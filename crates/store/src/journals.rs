//! Journal application service.
//!
//! Manages the journal list and the per-period closure records. The
//! closing balance check runs over the posted entries of the pair, so
//! draft and rejected entries never block a close.

use std::sync::Arc;

use balafon_core::journal::{Journal, JournalCloseService, JournalError, JournalKind, JournalPeriod};
use balafon_core::ledger::{EntryStatus, JournalEntry};
use balafon_shared::config::AppConfig;
use balafon_shared::types::{JournalId, PeriodId, UserId};
use rust_decimal::Decimal;
use serde::{Deserialize, Serialize};
use tracing::info;

use crate::error::StoreError;
use crate::repository::{EntryRepository, JournalRepository};

/// Input for creating a journal.
///
/// Code and name default to the kind's conventional values.
#[derive(Debug, Clone, Serialize, Deserialize)]
pub struct JournalInput {
    /// The business function of the journal.
    pub kind: JournalKind,
    /// Custom journal code; defaults to the kind's code.
    pub code: Option<String>,
    /// Custom journal name; defaults to the kind's French name.
    pub name: Option<String>,
    /// Optional free-text description.
    pub description: Option<String>,
}

/// Service for managing journals and their period closures.
pub struct JournalService<J: JournalRepository, E: EntryRepository> {
    journals: Arc<J>,
    entries: Arc<E>,
    balance_tolerance: Decimal,
}

impl<J: JournalRepository, E: EntryRepository> JournalService<J, E> {
    /// Create a new journal service using the configured tolerance.
    #[must_use]
    pub fn new(journals: Arc<J>, entries: Arc<E>, config: &AppConfig) -> Self {
        Self {
            journals,
            entries,
            balance_tolerance: config.validation.balance_tolerance,
        }
    }

    /// Create a journal.
    ///
    /// # Errors
    ///
    /// Returns an error if the code is already taken.
    pub async fn create_journal(
        &self,
        input: JournalInput,
        created_by: UserId,
    ) -> Result<Journal, StoreError> {
        let mut journal = Journal::standard(input.kind);
        if let Some(code) = input.code {
            journal.code = code.to_uppercase();
        }
        if let Some(name) = input.name {
            journal.name = name;
        }
        journal.description = input.description;

        let created = self.journals.insert(journal).await?;
        info!(
            code = %created.code,
            kind = %created.kind,
            created_by = %created_by,
            "Journal created"
        );
        Ok(created)
    }

    /// Create the five standard SYSCOHADA journals, skipping any whose
    /// code already exists.
    ///
    /// # Errors
    ///
    /// Returns an error if the store fails.
    pub async fn install_standard_journals(
        &self,
        created_by: UserId,
    ) -> Result<Vec<Journal>, StoreError> {
        let mut created = Vec::new();
        for kind in JournalKind::ALL {
            if self.journals.fetch_by_code(kind.code()).await?.is_some() {
                continue;
            }
            created.push(self.journals.insert(Journal::standard(kind)).await?);
        }
        info!(
            count = created.len(),
            created_by = %created_by,
            "Standard journals installed"
        );
        Ok(created)
    }

    /// Fetch one journal by ID.
    ///
    /// # Errors
    ///
    /// Returns an error if the journal does not exist.
    pub async fn get_journal(&self, id: JournalId) -> Result<Journal, StoreError> {
        self.journals
            .fetch(id)
            .await?
            .ok_or(StoreError::JournalNotFound(id))
    }

    /// Look up a journal by its code.
    ///
    /// # Errors
    ///
    /// Returns an error if the store fails.
    pub async fn find_journal(&self, code: &str) -> Result<Option<Journal>, StoreError> {
        self.journals.fetch_by_code(code).await
    }

    /// List all journals ordered by code.
    ///
    /// # Errors
    ///
    /// Returns an error if the store fails.
    pub async fn list_journals(&self) -> Result<Vec<Journal>, StoreError> {
        self.journals.list().await
    }

    /// Close a journal for an accounting period.
    ///
    /// The posted entries of the pair must balance within the
    /// configured tolerance.
    ///
    /// # Errors
    ///
    /// Returns an error if:
    /// - The journal does not exist
    /// - The pair is already closed
    /// - The posted totals differ beyond the tolerance
    pub async fn close_period(
        &self,
        journal_id: JournalId,
        period_id: PeriodId,
        closed_by: UserId,
    ) -> Result<JournalPeriod, StoreError> {
        let journal = self
            .journals
            .fetch(journal_id)
            .await?
            .ok_or(StoreError::JournalNotFound(journal_id))?;

        let record = self
            .journals
            .period_state(journal_id, period_id)
            .await?
            .unwrap_or_else(|| JournalPeriod::open(journal_id, period_id));

        let (debit_total, credit_total) = self.posted_totals(journal_id, period_id).await?;
        let closed = JournalCloseService::close(
            &record,
            debit_total,
            credit_total,
            self.balance_tolerance,
            closed_by,
        )?;
        let stored = self.journals.upsert_period(closed).await?;
        info!(
            journal = %journal.code,
            debit_total = %debit_total,
            credit_total = %credit_total,
            closed_by = %closed_by,
            "Journal period closed"
        );
        Ok(stored)
    }

    /// Reopen a closed journal period.
    ///
    /// # Errors
    ///
    /// Returns an error if the journal does not exist or the pair is
    /// not closed.
    pub async fn reopen_period(
        &self,
        journal_id: JournalId,
        period_id: PeriodId,
        reopened_by: UserId,
    ) -> Result<JournalPeriod, StoreError> {
        let journal = self
            .journals
            .fetch(journal_id)
            .await?
            .ok_or(StoreError::JournalNotFound(journal_id))?;

        let record = self
            .journals
            .period_state(journal_id, period_id)
            .await?
            .ok_or(StoreError::Journal(JournalError::PeriodNotClosed))?;

        let reopened = JournalCloseService::reopen(&record)?;
        let stored = self.journals.upsert_period(reopened).await?;
        info!(
            journal = %journal.code,
            reopened_by = %reopened_by,
            "Journal period reopened"
        );
        Ok(stored)
    }

    /// Sums the posted debit and credit lines of a (journal, period) pair.
    async fn posted_totals(
        &self,
        journal_id: JournalId,
        period_id: PeriodId,
    ) -> Result<(Decimal, Decimal), StoreError> {
        let entries = self.entries.list_by_journal(journal_id).await?;
        let posted: Vec<&JournalEntry> = entries
            .iter()
            .filter(|e| e.status == EntryStatus::Posted && e.period_id == Some(period_id))
            .collect();
        let debit_total = posted.iter().map(|e| e.total_debit()).sum();
        let credit_total = posted.iter().map(|e| e.total_credit()).sum();
        Ok((debit_total, credit_total))
    }
}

____________________

> _WHAT THIS TASK INVOLVES_
For this exercise, return every line from the data that holds the string "stored".

> _RESPONSE_
        let stored = self.journals.upsert_period(closed).await?;
        Ok(stored)
        let stored = self.journals.upsert_period(reopened).await?;
        Ok(stored)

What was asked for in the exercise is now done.